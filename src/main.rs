mod render;

use std::path::{Path, PathBuf};
use std::sync::Arc;

use clap::{Parser, Subcommand};
use tracing::info;
use tracing_subscriber::EnvFilter;

use strata_agents::Orchestrator;
use strata_core::config::{AppConfig, ModelConfig};
use strata_core::types::AnalysisRequest;
use strata_llm::{CredentialPool, FailoverClient};
use strata_store::{KnowledgeBase, ResponseCache, SqliteCacheBackend};

#[derive(Parser)]
#[command(name = "strata", version, about = "Cross-layer upgrade impact analysis")]
struct Cli {
    /// Path to config file
    #[arg(short, long, default_value = "strata.toml")]
    config: PathBuf,

    #[command(subcommand)]
    command: Commands,
}

#[derive(Subcommand)]
enum Commands {
    /// Analyze a platform transition and cascade the impacts layer by layer
    Analyze {
        /// Version or release upgrading from
        from: String,
        /// Version or release upgrading to
        to: String,
        /// Workload running on the platform (defaults from config)
        #[arg(long)]
        workload: Option<String>,
        /// Skip the response cache for this run
        #[arg(long)]
        no_cache: bool,
        /// Print the full report as JSON instead of text
        #[arg(long)]
        json: bool,
        /// Save the markdown report under the configured reports directory
        #[arg(long)]
        save: bool,
        /// Write the markdown report to this path
        #[arg(long)]
        output: Option<PathBuf>,
    },
    /// Print the specialist dependency graph
    Graph,
    /// Manage the knowledge base the specialists ground their analysis in
    Kb {
        #[command(subcommand)]
        action: KbAction,
    },
    /// Manage the response cache
    Cache {
        #[command(subcommand)]
        action: CacheAction,
    },
    /// Show current configuration
    Config,
}

#[derive(Subcommand)]
enum KbAction {
    /// Ingest a file or a directory of release notes (md, markdown, txt)
    Add {
        /// File or directory to ingest
        path: PathBuf,
        /// Category label stored with the documents
        #[arg(long, default_value = "general")]
        category: String,
    },
    /// List ingested documents
    List,
    /// Remove a document and its index entries
    Remove {
        /// Document id (see `strata kb list`)
        id: i64,
    },
}

#[derive(Subcommand)]
enum CacheAction {
    /// Drop every cached analysis
    Clear,
    /// Drop the cached analysis for one transition
    Invalidate {
        /// Version or release upgrading from
        from: String,
        /// Version or release upgrading to
        to: String,
        /// Workload the cached run was keyed under (defaults from config)
        #[arg(long)]
        workload: Option<String>,
    },
}

#[tokio::main]
async fn main() -> anyhow::Result<()> {
    // Initialize tracing
    tracing_subscriber::fmt()
        .with_env_filter(
            EnvFilter::try_from_default_env().unwrap_or_else(|_| EnvFilter::new("strata=info,warn")),
        )
        .with_target(false)
        .init();

    let cli = Cli::parse();
    let config = load_config(&cli.config)?;

    match cli.command {
        Commands::Analyze {
            from,
            to,
            workload,
            no_cache,
            json,
            save,
            output,
        } => {
            let workload =
                workload.unwrap_or_else(|| config.analysis.default_workload.clone());
            let request = AnalysisRequest::new(from, to).with_workload(workload);

            let orchestrator = build_orchestrator(&config, !no_cache)?;
            let report = orchestrator.analyze(&request).await?;

            if json {
                println!("{}", serde_json::to_string_pretty(&report)?);
            } else {
                println!("{}", render::console_report(&report));
            }
            if let Some(path) = output {
                std::fs::write(&path, render::markdown_report(&report))?;
                println!("Report written to {}", path.display());
            }
            if save {
                let path = render::save_report(&report, &config.reports_dir())?;
                println!("Report saved to {}", path.display());
            }
        }
        Commands::Graph => {
            let orchestrator = build_orchestrator(&config, false)?;
            println!("{}", orchestrator.registry().render_graph());
        }
        Commands::Kb { action } => handle_kb(&config, action)?,
        Commands::Cache { action } => handle_cache(&config, action)?,
        Commands::Config => {
            println!("{}", toml::to_string_pretty(&config)?);
        }
    }

    Ok(())
}

fn load_config(path: &Path) -> anyhow::Result<AppConfig> {
    if path.exists() {
        return Ok(AppConfig::load(path)?);
    }

    // Check for config in the home directory before falling back to env vars
    if let Some(home) = dirs_home() {
        let home_config = home.join(".strata").join("config.toml");
        if home_config.exists() {
            info!(path = %home_config.display(), "Loading config from home directory");
            return Ok(AppConfig::load(&home_config)?);
        }
    }

    eprintln!("Warning: No config file found. Set ANTHROPIC_API_KEY or create strata.toml");
    eprintln!("See strata.toml.example for reference.");
    Ok(create_env_config()?)
}

fn create_env_config() -> strata_core::Result<AppConfig> {
    let config = AppConfig {
        analysis: Default::default(),
        model: ModelConfig {
            provider: "anthropic".to_string(),
            model_id: "claude-sonnet-4-20250514".to_string(),
            api_key: std::env::var("ANTHROPIC_API_KEY").ok(),
            fallback_api_keys: Vec::new(),
            base_url: None,
            max_tokens: 4096,
            temperature: 0.1,
            request_timeout_secs: 120,
        },
        cache: Default::default(),
        knowledge: Default::default(),
    };
    config.validate()?;
    Ok(config)
}

fn build_orchestrator(config: &AppConfig, use_cache: bool) -> anyhow::Result<Orchestrator> {
    let knowledge = Arc::new(KnowledgeBase::open(
        &config.knowledge_path(),
        config.knowledge.chunk_chars,
        config.knowledge.search_limit,
    )?);

    let cache = if use_cache && config.cache.enabled {
        let backend = SqliteCacheBackend::open(&config.cache_path())?;
        Some(ResponseCache::new(Box::new(backend)))
    } else {
        None
    };

    let credentials = CredentialPool::from_config(&config.model).len();
    let llm = Arc::new(FailoverClient::from_config(&config.model));
    info!(
        provider = %config.model.provider,
        model = %config.model.model_id,
        credentials,
        "Reasoning backend ready"
    );

    Ok(Orchestrator::new(config, llm, knowledge, cache)?)
}

fn handle_kb(config: &AppConfig, action: KbAction) -> anyhow::Result<()> {
    let kb = KnowledgeBase::open(
        &config.knowledge_path(),
        config.knowledge.chunk_chars,
        config.knowledge.search_limit,
    )?;

    match action {
        KbAction::Add { path, category } => {
            if path.is_dir() {
                let count = kb.ingest_dir(&path, &category)?;
                println!("Ingested {} document(s) from {}", count, path.display());
            } else {
                let chunks = kb.ingest_file(&path, &category)?;
                println!("Ingested {} ({} chunks)", path.display(), chunks);
            }
        }
        KbAction::List => {
            let docs = kb.list_documents()?;
            if docs.is_empty() {
                println!("No documents yet. Add release notes with `strata kb add <path>`.");
            } else {
                println!("{:<6} {:<14} {:<8} {}", "id", "category", "chunks", "filename");
                for doc in docs {
                    println!(
                        "{:<6} {:<14} {:<8} {}",
                        doc.id, doc.category, doc.chunks, doc.filename
                    );
                }
            }
        }
        KbAction::Remove { id } => {
            if kb.remove_document(id)? {
                println!("Removed document {}", id);
            } else {
                println!("No document with id {}", id);
            }
        }
    }
    Ok(())
}

fn handle_cache(config: &AppConfig, action: CacheAction) -> anyhow::Result<()> {
    let cache = ResponseCache::new(Box::new(SqliteCacheBackend::open(&config.cache_path())?));

    match action {
        CacheAction::Clear => {
            let count = cache.len()?;
            cache.clear()?;
            println!("Cleared {} cached analysis entries", count);
        }
        CacheAction::Invalidate { from, to, workload } => {
            let workload =
                workload.unwrap_or_else(|| config.analysis.default_workload.clone());
            let request = AnalysisRequest::new(from, to).with_workload(workload);
            cache.invalidate(&request.cache_key())?;
            println!(
                "Invalidated {} -> {} ({})",
                request.from_version, request.to_version, request.workload
            );
        }
    }
    Ok(())
}

fn dirs_home() -> Option<PathBuf> {
    std::env::var("HOME").ok().map(PathBuf::from)
}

Your instructions >> Check each line of the records above for the string "SqliteCacheBackend", and report every line that has it.

Result below >>
use strata_store::{KnowledgeBase, ResponseCache, SqliteCacheBackend};
        let backend = SqliteCacheBackend::open(&config.cache_path())?;
    let cache = ResponseCache::new(Box::new(SqliteCacheBackend::open(&config.cache_path())?));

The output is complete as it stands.